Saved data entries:
-*-*-

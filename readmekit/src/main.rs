//! readmekit - compose a README from prewritten Markdown blocks

use anyhow::{bail, Context, Result};
use clap::{Parser, Subcommand};
use readmekit_core::export::{self, WriterSink};
use readmekit_core::{Catalog, Category, Composition, Config, ExportSink, FileSink};
use readmekit_tui::App;
use std::io::{self, Write};
use std::path::PathBuf;

/// Build a README by picking, ordering and editing ready-made sections
#[derive(Parser, Debug)]
#[command(name = "readmekit")]
#[command(author, version, about, long_about = None)]
struct Args {
    /// Configuration file (defaults to the platform config directory)
    #[arg(long, global = true, value_name = "FILE")]
    config: Option<PathBuf>,

    /// Extra block catalog; its blocks override builtin ones with the same name
    #[arg(long, global = true, value_name = "FILE")]
    catalog: Option<PathBuf>,

    #[command(subcommand)]
    command: Option<Command>,
}

#[derive(Subcommand, Debug)]
enum Command {
    /// Open the interactive editor (default)
    Edit {
        /// Directory the README is written into
        #[arg(long, value_name = "DIR", default_value = ".")]
        dir: PathBuf,
    },
    /// List available blocks
    List {
        /// Only show one category (project or personal)
        #[arg(long)]
        category: Option<Category>,
    },
    /// Print a block's Markdown
    Show {
        /// Block name, as printed by `list`
        name: String,
    },
    /// Assemble the named blocks in order
    Build {
        /// Block names, in document order
        #[arg(required = true, value_name = "NAME")]
        names: Vec<String>,

        /// Write to this file instead of stdout
        #[arg(short, long, value_name = "FILE")]
        output: Option<PathBuf>,
    },
}

fn main() -> Result<()> {
    let args = Args::parse();
    init_logging(matches!(args.command, None | Some(Command::Edit { .. })));

    let mut config = match &args.config {
        Some(path) => Config::load_from(path)
            .with_context(|| format!("Failed to load configuration: {}", path.display()))?,
        None => Config::load().context("Failed to load configuration")?,
    };
    if let Some(path) = args.catalog {
        config.catalog.path = Some(path);
    }

    let catalog = Catalog::from_config(&config.catalog).context("Failed to load block catalog")?;

    match args.command {
        None => run_tui(config, catalog, PathBuf::from(".")),
        Some(Command::Edit { dir }) => run_tui(config, catalog, dir),
        Some(Command::List { category }) => list(&catalog, category),
        Some(Command::Show { name }) => show(&catalog, &name),
        Some(Command::Build { names, output }) => build(&catalog, &names, output),
    }
}

/// `RUST_LOG` wins; otherwise warnings only, and nothing while the TUI owns the screen
fn init_logging(interactive: bool) {
    let default = if interactive { "off" } else { "warn" };
    env_logger::Builder::from_env(env_logger::Env::default().default_filter_or(default)).init();
}

fn run_tui(config: Config, catalog: Catalog, dir: PathBuf) -> Result<()> {
    if !dir.is_dir() {
        bail!("Output directory does not exist: {}", dir.display());
    }

    let app = App::new(config, catalog).with_output_dir(dir);
    readmekit_tui::run(app).context("TUI application error")?;
    Ok(())
}

fn list(catalog: &Catalog, category: Option<Category>) -> Result<()> {
    let mut out = io::stdout().lock();
    for template in catalog.list_templates(category) {
        writeln!(out, "{:<10} {}", template.category, template.name)?;
    }
    Ok(())
}

fn show(catalog: &Catalog, name: &str) -> Result<()> {
    let template = catalog
        .get(name)
        .with_context(|| format!("Unknown block: {}", name))?;
    print!("{}", template.markdown);
    Ok(())
}

fn build(catalog: &Catalog, names: &[String], output: Option<PathBuf>) -> Result<()> {
    let mut composition = Composition::new();
    for name in names {
        let template = catalog
            .get(name)
            .with_context(|| format!("Unknown block: {}", name))?;
        composition.add_block(template);
    }

    let snapshot = composition.snapshot();
    let mut sink: Box<dyn ExportSink> = match output {
        Some(path) => Box::new(FileSink::new(path)),
        None => Box::new(WriterSink::new("stdout", io::stdout())),
    };

    let report = export::export(&snapshot, sink.as_mut())
        .with_context(|| format!("Failed to write {}", sink.describe()))?;
    log::info!("wrote {} bytes to {}", report.bytes, report.destination);
    Ok(())
}

#[cfg(test)]
mod tests {
    use super::*;
    use tempfile::TempDir;

    fn catalog() -> Catalog {
        Catalog::from_templates(vec![
            readmekit_core::BlockTemplate::new("Title", Category::Project, "# Title\n"),
            readmekit_core::BlockTemplate::new("Install", Category::Project, "## Install\n"),
        ])
    }

    #[test]
    fn test_build_to_file() -> Result<()> {
        let dir = TempDir::new()?;
        let path = dir.path().join("README.md");

        build(
            &catalog(),
            &["Install".to_string(), "Title".to_string()],
            Some(path.clone()),
        )?;

        assert_eq!(std::fs::read_to_string(&path)?, "## Install\n# Title\n");
        Ok(())
    }

    #[test]
    fn test_build_unknown_block() {
        let err = build(&catalog(), &["Nope".to_string()], None).unwrap_err();
        assert!(err.to_string().contains("Unknown block: Nope"));
    }

    #[test]
    fn test_parse_subcommands() {
        let args = Args::try_parse_from(["readmekit", "list", "--category", "Personal"]).unwrap();
        assert!(matches!(
            args.command,
            Some(Command::List {
                category: Some(Category::Personal)
            })
        ));

        let args = Args::try_parse_from(["readmekit", "build", "Title", "-o", "out.md"]).unwrap();
        assert!(matches!(args.command, Some(Command::Build { ref names, .. }) if names == &["Title"]));

        let args = Args::try_parse_from(["readmekit", "--catalog", "blocks.toml"]).unwrap();
        assert!(args.command.is_none());
        assert_eq!(args.catalog, Some(PathBuf::from("blocks.toml")));
    }

    #[test]
    fn test_build_requires_names() {
        assert!(Args::try_parse_from(["readmekit", "build"]).is_err());
    }
}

-*-*-

Return all data verbatim.

filename readmekit/src/main.rs
//! readmekit - compose a README from prewritten Markdown blocks

use anyhow::{bail, Context, Result};
use clap::{Parser, Subcommand};
use readmekit_core::export::{self, WriterSink};
use readmekit_core::{Catalog, Category, Composition, Config, ExportSink, FileSink};
use readmekit_tui::App;
use std::io::{self, Write};
use std::path::PathBuf;

/// Build a README by picking, ordering and editing ready-made sections
#[derive(Parser, Debug)]
#[command(name = "readmekit")]
#[command(author, version, about, long_about = None)]
struct Args {
    /// Configuration file (defaults to the platform config directory)
    #[arg(long, global = true, value_name = "FILE")]
    config: Option<PathBuf>,

    /// Extra block catalog; its blocks override builtin ones with the same name
    #[arg(long, global = true, value_name = "FILE")]
    catalog: Option<PathBuf>,

    #[command(subcommand)]
    command: Option<Command>,
}

#[derive(Subcommand, Debug)]
enum Command {
    /// Open the interactive editor (default)
    Edit {
        /// Directory the README is written into
        #[arg(long, value_name = "DIR", default_value = ".")]
        dir: PathBuf,
    },
    /// List available blocks
    List {
        /// Only show one category (project or personal)
        #[arg(long)]
        category: Option<Category>,
    },
    /// Print a block's Markdown
    Show {
        /// Block name, as printed by `list`
        name: String,
    },
    /// Assemble the named blocks in order
    Build {
        /// Block names, in document order
        #[arg(required = true, value_name = "NAME")]
        names: Vec<String>,

        /// Write to this file instead of stdout
        #[arg(short, long, value_name = "FILE")]
        output: Option<PathBuf>,
    },
}

fn main() -> Result<()> {
    let args = Args::parse();
    init_logging(matches!(args.command, None | Some(Command::Edit { .. })));

    let mut config = match &args.config {
        Some(path) => Config::load_from(path)
            .with_context(|| format!("Failed to load configuration: {}", path.display()))?,
        None => Config::load().context("Failed to load configuration")?,
    };
    if let Some(path) = args.catalog {
        config.catalog.path = Some(path);
    }

    let catalog = Catalog::from_config(&config.catalog).context("Failed to load block catalog")?;

    match args.command {
        None => run_tui(config, catalog, PathBuf::from(".")),
        Some(Command::Edit { dir }) => run_tui(config, catalog, dir),
        Some(Command::List { category }) => list(&catalog, category),
        Some(Command::Show { name }) => show(&catalog, &name),
        Some(Command::Build { names, output }) => build(&catalog, &names, output),
    }
}

/// `RUST_LOG` wins; otherwise warnings only, and nothing while the TUI owns the screen
fn init_logging(interactive: bool) {
    let default = if interactive { "off" } else { "warn" };
    env_logger::Builder::from_env(env_logger::Env::default().default_filter_or(default)).init();
}

fn run_tui(config: Config, catalog: Catalog, dir: PathBuf) -> Result<()> {
    if !dir.is_dir() {
        bail!("Output directory does not exist: {}", dir.display());
    }

    let app = App::new(config, catalog).with_output_dir(dir);
    readmekit_tui::run(app).context("TUI application error")?;
    Ok(())
}

fn list(catalog: &Catalog, category: Option<Category>) -> Result<()> {
    let mut out = io::stdout().lock();
    for template in catalog.list_templates(category) {
        writeln!(out, "{:<10} {}", template.category, template.name)?;
    }
    Ok(())
}

fn show(catalog: &Catalog, name: &str) -> Result<()> {
    let template = catalog
        .get(name)
        .with_context(|| format!("Unknown block: {}", name))?;
    print!("{}", template.markdown);
    Ok(())
}

fn build(catalog: &Catalog, names: &[String], output: Option<PathBuf>) -> Result<()> {
    let mut composition = Composition::new();
    for name in names {
        let template = catalog
            .get(name)
            .with_context(|| format!("Unknown block: {}", name))?;
        composition.add_block(template);
    }

    let snapshot = composition.snapshot();
    let mut sink: Box<dyn ExportSink> = match output {
        Some(path) => Box::new(FileSink::new(path)),
        None => Box::new(WriterSink::new("stdout", io::stdout())),
    };

    let report = export::export(&snapshot, sink.as_mut())
        .with_context(|| format!("Failed to write {}", sink.describe()))?;
    log::info!("wrote {} bytes to {}", report.bytes, report.destination);
    Ok(())
}

#[cfg(test)]
mod tests {
    use super::*;
    use tempfile::TempDir;

    fn catalog() -> Catalog {
        Catalog::from_templates(vec![
            readmekit_core::BlockTemplate::new("Title", Category::Project, "# Title\n"),
            readmekit_core::BlockTemplate::new("Install", Category::Project, "## Install\n"),
        ])
    }

    #[test]
    fn test_build_to_file() -> Result<()> {
        let dir = TempDir::new()?;
        let path = dir.path().join("README.md");

        build(
            &catalog(),
            &["Install".to_string(), "Title".to_string()],
            Some(path.clone()),
        )?;

        assert_eq!(std::fs::read_to_string(&path)?, "## Install\n# Title\n");
        Ok(())
    }

    #[test]
    fn test_build_unknown_block() {
        let err = build(&catalog(), &["Nope".to_string()], None).unwrap_err();
        assert!(err.to_string().contains("Unknown block: Nope"));
    }

    #[test]
    fn test_parse_subcommands() {
        let args = Args::try_parse_from(["readmekit", "list", "--category", "Personal"]).unwrap();
        assert!(matches!(
            args.command,
            Some(Command::List {
                category: Some(Category::Personal)
            })
        ));

        let args = Args::try_parse_from(["readmekit", "build", "Title", "-o", "out.md"]).unwrap();
        assert!(matches!(args.command, Some(Command::Build { ref names, .. }) if names == &["Title"]));

        let args = Args::try_parse_from(["readmekit", "--catalog", "blocks.toml"]).unwrap();
        assert!(args.command.is_none());
        assert_eq!(args.catalog, Some(PathBuf::from("blocks.toml")));
    }

    #[test]
    fn test_build_requires_names() {
        assert!(Args::try_parse_from(["readmekit", "build"]).is_err());
    }
}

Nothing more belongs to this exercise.